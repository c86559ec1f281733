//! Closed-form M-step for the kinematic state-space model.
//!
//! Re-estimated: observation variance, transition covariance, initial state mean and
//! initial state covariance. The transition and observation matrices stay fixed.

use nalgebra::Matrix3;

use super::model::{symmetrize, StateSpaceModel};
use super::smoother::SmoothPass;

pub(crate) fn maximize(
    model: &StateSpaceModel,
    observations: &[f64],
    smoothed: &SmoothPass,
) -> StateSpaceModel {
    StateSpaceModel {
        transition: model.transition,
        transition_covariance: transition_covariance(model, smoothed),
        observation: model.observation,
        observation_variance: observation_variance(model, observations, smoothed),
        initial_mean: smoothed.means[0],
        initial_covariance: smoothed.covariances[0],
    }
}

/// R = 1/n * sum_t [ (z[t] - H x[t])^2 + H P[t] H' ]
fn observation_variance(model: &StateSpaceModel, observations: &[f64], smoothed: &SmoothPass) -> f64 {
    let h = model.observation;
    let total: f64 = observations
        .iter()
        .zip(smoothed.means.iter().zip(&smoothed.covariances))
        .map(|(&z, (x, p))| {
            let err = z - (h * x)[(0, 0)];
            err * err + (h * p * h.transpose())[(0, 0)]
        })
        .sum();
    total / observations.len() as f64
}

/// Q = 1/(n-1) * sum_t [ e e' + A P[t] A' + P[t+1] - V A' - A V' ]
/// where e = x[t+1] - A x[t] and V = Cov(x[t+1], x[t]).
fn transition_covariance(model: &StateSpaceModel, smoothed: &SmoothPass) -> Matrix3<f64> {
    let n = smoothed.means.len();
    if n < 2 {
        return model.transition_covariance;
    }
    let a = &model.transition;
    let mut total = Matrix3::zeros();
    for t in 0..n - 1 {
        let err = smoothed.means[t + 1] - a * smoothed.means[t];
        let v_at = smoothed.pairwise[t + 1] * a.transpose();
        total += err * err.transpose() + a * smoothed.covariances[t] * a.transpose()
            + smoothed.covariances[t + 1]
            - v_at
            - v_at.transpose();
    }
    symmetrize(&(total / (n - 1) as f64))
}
▬▬▬▬▬▬
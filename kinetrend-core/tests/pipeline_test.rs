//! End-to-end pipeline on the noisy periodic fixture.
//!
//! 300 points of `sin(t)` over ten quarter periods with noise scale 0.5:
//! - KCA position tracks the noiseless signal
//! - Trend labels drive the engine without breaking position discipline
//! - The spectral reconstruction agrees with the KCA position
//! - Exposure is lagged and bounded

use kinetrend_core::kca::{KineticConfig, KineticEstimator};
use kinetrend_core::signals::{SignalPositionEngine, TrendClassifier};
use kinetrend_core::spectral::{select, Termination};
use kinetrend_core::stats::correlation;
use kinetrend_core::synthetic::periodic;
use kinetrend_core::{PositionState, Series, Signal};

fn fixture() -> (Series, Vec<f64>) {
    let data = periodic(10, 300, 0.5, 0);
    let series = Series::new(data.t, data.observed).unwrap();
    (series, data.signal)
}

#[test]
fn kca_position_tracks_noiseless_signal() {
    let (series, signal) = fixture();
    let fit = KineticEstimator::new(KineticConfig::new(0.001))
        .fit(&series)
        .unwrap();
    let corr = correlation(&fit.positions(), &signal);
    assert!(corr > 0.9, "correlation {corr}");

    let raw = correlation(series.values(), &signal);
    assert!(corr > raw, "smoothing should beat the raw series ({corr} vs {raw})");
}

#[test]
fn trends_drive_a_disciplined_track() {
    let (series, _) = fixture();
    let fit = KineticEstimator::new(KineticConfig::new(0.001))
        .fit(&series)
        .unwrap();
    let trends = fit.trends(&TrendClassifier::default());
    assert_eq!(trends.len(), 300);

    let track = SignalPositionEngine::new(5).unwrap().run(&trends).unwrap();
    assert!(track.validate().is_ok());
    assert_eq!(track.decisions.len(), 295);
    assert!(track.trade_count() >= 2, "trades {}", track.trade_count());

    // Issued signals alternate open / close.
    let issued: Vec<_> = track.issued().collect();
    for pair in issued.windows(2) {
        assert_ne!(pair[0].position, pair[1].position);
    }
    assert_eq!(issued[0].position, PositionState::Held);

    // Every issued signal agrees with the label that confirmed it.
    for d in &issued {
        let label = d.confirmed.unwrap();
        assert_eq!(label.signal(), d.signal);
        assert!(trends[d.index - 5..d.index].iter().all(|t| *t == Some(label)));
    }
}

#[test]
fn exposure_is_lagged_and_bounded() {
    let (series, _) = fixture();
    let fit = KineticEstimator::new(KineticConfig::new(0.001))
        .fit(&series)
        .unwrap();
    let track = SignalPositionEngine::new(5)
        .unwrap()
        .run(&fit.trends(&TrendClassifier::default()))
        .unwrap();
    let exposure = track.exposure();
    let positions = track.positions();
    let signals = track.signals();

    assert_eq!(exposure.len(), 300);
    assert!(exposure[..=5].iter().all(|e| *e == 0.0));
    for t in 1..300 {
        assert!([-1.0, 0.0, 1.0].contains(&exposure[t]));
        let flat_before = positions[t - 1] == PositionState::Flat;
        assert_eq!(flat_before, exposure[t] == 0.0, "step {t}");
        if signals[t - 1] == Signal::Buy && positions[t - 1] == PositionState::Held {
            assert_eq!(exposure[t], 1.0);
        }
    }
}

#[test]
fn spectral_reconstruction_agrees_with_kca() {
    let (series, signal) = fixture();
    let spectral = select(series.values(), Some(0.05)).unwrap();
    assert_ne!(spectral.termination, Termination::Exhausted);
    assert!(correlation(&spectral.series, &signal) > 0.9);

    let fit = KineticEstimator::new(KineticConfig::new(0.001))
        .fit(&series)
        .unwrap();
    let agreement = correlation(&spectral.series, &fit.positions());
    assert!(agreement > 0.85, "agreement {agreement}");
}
▬▬▬▬▬▬
## Your assignment
If a line in the entries holds the string "StateSpaceModel", count it, then state the total and nothing more.

## Answer to this task
6